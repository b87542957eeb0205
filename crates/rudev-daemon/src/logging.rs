//! Logging setup with a runtime-adjustable level.
//!
//! The subscriber filters through an `EnvFilter`, seeded from `RUST_LOG`
//! when set and from the configured syslog priority otherwise. Control
//! clients change the daemon log level at runtime (`SET_LOG_LEVEL`), so
//! the filter is installed behind a reload handle. Workers are short-lived
//! and get a plain subscriber with the level they were spawned with.

use tracing::level_filters::LevelFilter;
use tracing_subscriber::layer::SubscriberExt;
use tracing_subscriber::registry::Registry;
use tracing_subscriber::reload;
use tracing_subscriber::util::SubscriberInitExt;
use tracing_subscriber::EnvFilter;

/// Handle used to change the daemon log level at runtime.
pub type LevelHandle = reload::Handle<EnvFilter, Registry>;

fn env_filter(fallback: LevelFilter) -> EnvFilter {
    EnvFilter::try_from_default_env().unwrap_or_else(|_| EnvFilter::new(fallback.to_string()))
}

/// Install the daemon subscriber and return the reload handle.
pub fn init(level: LevelFilter) -> LevelHandle {
    let (filter, handle) = reload::Layer::new(env_filter(level));
    tracing_subscriber::registry()
        .with(filter)
        .with(tracing_subscriber::fmt::layer().with_target(false))
        .init();
    handle
}

/// Install a fixed-level subscriber for a worker child.
pub fn init_worker(level: LevelFilter) {
    tracing_subscriber::registry()
        .with(env_filter(level))
        .with(tracing_subscriber::fmt::layer().with_target(false))
        .init();
}

/// Map a syslog priority (0-7) onto a tracing level filter.
///
/// Control clients and the kernel command line speak syslog priorities.
#[must_use]
pub fn syslog_level_filter(priority: u32) -> LevelFilter {
    match priority {
        0..=3 => LevelFilter::ERROR,
        4 => LevelFilter::WARN,
        5 | 6 => LevelFilter::INFO,
        _ => LevelFilter::DEBUG,
    }
}

/// The filter installed when a control client sets a syslog priority.
#[must_use]
pub fn filter_for_priority(priority: u32) -> EnvFilter {
    EnvFilter::new(syslog_level_filter(priority).to_string())
}
#[cfg(test)]
mod tests {
    use super::*;
    use nix::sys::socket::send;

    #[test]
    fn test_classify_wait_status() {
        let pid = nix::unistd::Pid::from_raw(1234);
        assert_eq!(
            classify_wait_status(WaitStatus::Exited(pid, 1)),
            Some((Pid::from_raw(1234), ExitKind::Exited(1)))
        );
        assert_eq!(
            classify_wait_status(WaitStatus::Signaled(pid, nix::sys::signal::Signal::SIGKILL, false)),
            Some((Pid::from_raw(1234), ExitKind::Signaled(9)))
        );
        assert_eq!(classify_wait_status(WaitStatus::StillAlive), None);
    }

    /// Acks are only attributed to a sender the kernel vouches for; an
    /// oversized frame is dropped before the credentials even matter.
    #[test]
    fn test_recv_ack_enforces_frame_size() {
        let (rx, tx) = socketpair(
            AddressFamily::Unix,
            SockType::Datagram,
            None,
            SockFlag::SOCK_CLOEXEC,
        )
        .unwrap();
        setsockopt(&rx, sockopt::PassCred, &true).unwrap();
        crate::set_nonblocking(&rx).unwrap();

        send(tx.as_raw_fd(), b"oversized frame", MsgFlags::empty()).unwrap();
        assert_eq!(recv_ack(&rx).unwrap(), None);

        // A well-formed ack resolves to the sender's (our own) pid.
        send(tx.as_raw_fd(), &ACK_MESSAGE, MsgFlags::empty()).unwrap();
        let pid = recv_ack(&rx).unwrap().expect("credentialed ack");
        assert_eq!(pid.as_raw(), std::process::id() as i32);

        // Drained: the socket reports would-block.
        let err = recv_ack(&rx).unwrap_err();
        assert_eq!(err.kind(), io::ErrorKind::WouldBlock);
    }
}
◆ ◆ ◆ ◆
WORK TASK:
Transcribe each record above exactly. Skip none.

RESPONSE AREA:
repository b87542957eeb0205
filename crates/rudev-daemon/src/logging.rs
//! Logging setup with a runtime-adjustable level.
//!
//! The subscriber filters through an `EnvFilter`, seeded from `RUST_LOG`
//! when set and from the configured syslog priority otherwise. Control
//! clients change the daemon log level at runtime (`SET_LOG_LEVEL`), so
//! the filter is installed behind a reload handle. Workers are short-lived
//! and get a plain subscriber with the level they were spawned with.

use tracing::level_filters::LevelFilter;
use tracing_subscriber::layer::SubscriberExt;
use tracing_subscriber::registry::Registry;
use tracing_subscriber::reload;
use tracing_subscriber::util::SubscriberInitExt;
use tracing_subscriber::EnvFilter;

/// Handle used to change the daemon log level at runtime.
pub type LevelHandle = reload::Handle<EnvFilter, Registry>;

fn env_filter(fallback: LevelFilter) -> EnvFilter {
    EnvFilter::try_from_default_env().unwrap_or_else(|_| EnvFilter::new(fallback.to_string()))
}

/// Install the daemon subscriber and return the reload handle.
pub fn init(level: LevelFilter) -> LevelHandle {
    let (filter, handle) = reload::Layer::new(env_filter(level));
    tracing_subscriber::registry()
        .with(filter)
        .with(tracing_subscriber::fmt::layer().with_target(false))
        .init();
    handle
}

/// Install a fixed-level subscriber for a worker child.
pub fn init_worker(level: LevelFilter) {
    tracing_subscriber::registry()
        .with(env_filter(level))
        .with(tracing_subscriber::fmt::layer().with_target(false))
        .init();
}

/// Map a syslog priority (0-7) onto a tracing level filter.
///
/// Control clients and the kernel command line speak syslog priorities.
#[must_use]
pub fn syslog_level_filter(priority: u32) -> LevelFilter {
    match priority {
        0..=3 => LevelFilter::ERROR,
        4 => LevelFilter::WARN,
        5 | 6 => LevelFilter::INFO,
        _ => LevelFilter::DEBUG,
    }
}

/// The filter installed when a control client sets a syslog priority.
#[must_use]
pub fn filter_for_priority(priority: u32) -> EnvFilter {
    EnvFilter::new(syslog_level_filter(priority).to_string())
}
#[cfg(test)]
mod tests {
    use super::*;
    use nix::sys::socket::send;

    #[test]
    fn test_classify_wait_status() {
        let pid = nix::unistd::Pid::from_raw(1234);
        assert_eq!(
            classify_wait_status(WaitStatus::Exited(pid, 1)),
            Some((Pid::from_raw(1234), ExitKind::Exited(1)))
        );
        assert_eq!(
            classify_wait_status(WaitStatus::Signaled(pid, nix::sys::signal::Signal::SIGKILL, false)),
            Some((Pid::from_raw(1234), ExitKind::Signaled(9)))
        );
        assert_eq!(classify_wait_status(WaitStatus::StillAlive), None);
    }

    /// Acks are only attributed to a sender the kernel vouches for; an
    /// oversized frame is dropped before the credentials even matter.
    #[test]
    fn test_recv_ack_enforces_frame_size() {
        let (rx, tx) = socketpair(
            AddressFamily::Unix,
            SockType::Datagram,
            None,
            SockFlag::SOCK_CLOEXEC,
        )
        .unwrap();
        setsockopt(&rx, sockopt::PassCred, &true).unwrap();
        crate::set_nonblocking(&rx).unwrap();

        send(tx.as_raw_fd(), b"oversized frame", MsgFlags::empty()).unwrap();
        assert_eq!(recv_ack(&rx).unwrap(), None);

        // A well-formed ack resolves to the sender's (our own) pid.
        send(tx.as_raw_fd(), &ACK_MESSAGE, MsgFlags::empty()).unwrap();
        let pid = recv_ack(&rx).unwrap().expect("credentialed ack");
        assert_eq!(pid.as_raw(), std::process::id() as i32);

        // Drained: the socket reports would-block.
        let err = recv_ack(&rx).unwrap_err();
        assert_eq!(err.kind(), io::ErrorKind::WouldBlock);
    }
}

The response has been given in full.